The rights of mentally ill inmates are just as significant as those of other incarcerated individuals. They have the right to proper mental health screening and their treatment must be more than just segregation from the general population and providing scrutinized supervision.
The corrections facility must provide an adequate staff of mental health professionals specifically trained to treat the needs of the mentally ill. Finally, for those inmates requiring prescription medication, administration must be done in an accurate measure. Over medicating is never an option.
Glenn Painter is an author who is valiantly writing on behalf of the unjust and mistreated incarceration population. His latest thriller Beyond The Sentence highlights the case of Jason Bishop who was savagely mistreated by the justice system. He is currently hard at work on Handicapped Injustice, the second installment of his beloved Jason Bishop series.

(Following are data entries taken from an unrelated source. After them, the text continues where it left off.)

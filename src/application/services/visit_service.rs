//! Visit log service, including the multi-pet batch query.

use crate::domain::entities::Visit;
use crate::domain::repositories::VisitRepository;
use crate::error::AppError;
use std::sync::Arc;

/// Service for recording and querying visits.
pub struct VisitService<R: VisitRepository + ?Sized> {
    repository: Arc<R>,
}

impl<R: VisitRepository + ?Sized> VisitService<R> {
    /// Creates a new visit service.
    pub fn new(repository: Arc<R>) -> Self {
        Self { repository }
    }

    /// Records a visit for `pet_id`.
    ///
    /// The pet id from the request path replaces whatever the payload carried.
    ///
    /// # Errors
    ///
    /// Returns [`AppError::Internal`] on database errors.
    pub async fn create_visit(&self, pet_id: i32, mut visit: Visit) -> Result<Visit, AppError> {
        visit.pet_id = Some(pet_id);

        let saved = self.repository.save(visit).await?;
        tracing::info!(pet_id, visit_id = ?saved.id, "Visit created");

        Ok(saved)
    }

    /// Lists the visits of one pet in storage order.
    ///
    /// # Errors
    ///
    /// Returns [`AppError::Internal`] on database errors.
    pub async fn visits_for_pet(&self, pet_id: i32) -> Result<Vec<Visit>, AppError> {
        self.repository.find_by_pet_id(pet_id).await
    }

    /// Lists the visits of every pet in `pet_ids` as one flat sequence.
    ///
    /// Repeated ids are collapsed (first occurrence wins). The result is the
    /// storage's order, which groups visits per pet id; nothing is re-sorted.
    ///
    /// # Errors
    ///
    /// Returns [`AppError::Internal`] on database errors.
    pub async fn visits_for_pets(&self, pet_ids: &[i32]) -> Result<Vec<Visit>, AppError> {
        let mut unique = Vec::with_capacity(pet_ids.len());
        for id in pet_ids {
            if !unique.contains(id) {
                unique.push(*id);
            }
        }

        if unique.is_empty() {
            return Ok(Vec::new());
        }

        let visits = self.repository.find_by_pet_id_in(&unique).await?;
        tracing::debug!(pets = unique.len(), visits = visits.len(), "Batch visit query");

        Ok(visits)
    }
}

Here we find Jason that has witnessed such an atrocity in the county jail in Broward County Florida where a mentally ill prisoner was placed in a single cell, stripped of all clothing. After numerous pleas to see medical to staff members, he was removed from the cell, restrained with handcuffs, hooded, thrown to the floor, and repeatedly kicked to death by numerous jail officials.
Jason Bishop, was incarcerated in a general population cell next door. He witnessed the incident and came forward explaining what transpired. A full investigation was launched.